● **Problem**
The records appear below. Set down exactly each line from the one that contains "the kill-switch toggle." through the last, both included.

(Stored data)
◇ ◇ ◇ ◇

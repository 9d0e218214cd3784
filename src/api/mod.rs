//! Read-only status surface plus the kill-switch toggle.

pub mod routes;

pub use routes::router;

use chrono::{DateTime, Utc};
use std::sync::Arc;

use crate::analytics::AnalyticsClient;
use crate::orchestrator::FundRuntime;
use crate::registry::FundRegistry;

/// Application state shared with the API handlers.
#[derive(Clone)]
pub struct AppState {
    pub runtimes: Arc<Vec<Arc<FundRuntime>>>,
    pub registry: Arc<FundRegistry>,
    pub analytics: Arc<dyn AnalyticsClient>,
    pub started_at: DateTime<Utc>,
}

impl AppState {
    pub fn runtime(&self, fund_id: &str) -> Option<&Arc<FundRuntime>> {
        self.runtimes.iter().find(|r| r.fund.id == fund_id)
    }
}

◇ ◇ ◇ ◇

● **Your solution**
//! Read-only status surface plus the kill-switch toggle.

pub mod routes;

pub use routes::router;

use chrono::{DateTime, Utc};
use std::sync::Arc;

use crate::analytics::AnalyticsClient;
use crate::orchestrator::FundRuntime;
use crate::registry::FundRegistry;

/// Application state shared with the API handlers.
#[derive(Clone)]
pub struct AppState {
    pub runtimes: Arc<Vec<Arc<FundRuntime>>>,
    pub registry: Arc<FundRegistry>,
    pub analytics: Arc<dyn AnalyticsClient>,
    pub started_at: DateTime<Utc>,
}

impl AppState {
    pub fn runtime(&self, fund_id: &str) -> Option<&Arc<FundRuntime>> {
        self.runtimes.iter().find(|r| r.fund.id == fund_id)
    }
}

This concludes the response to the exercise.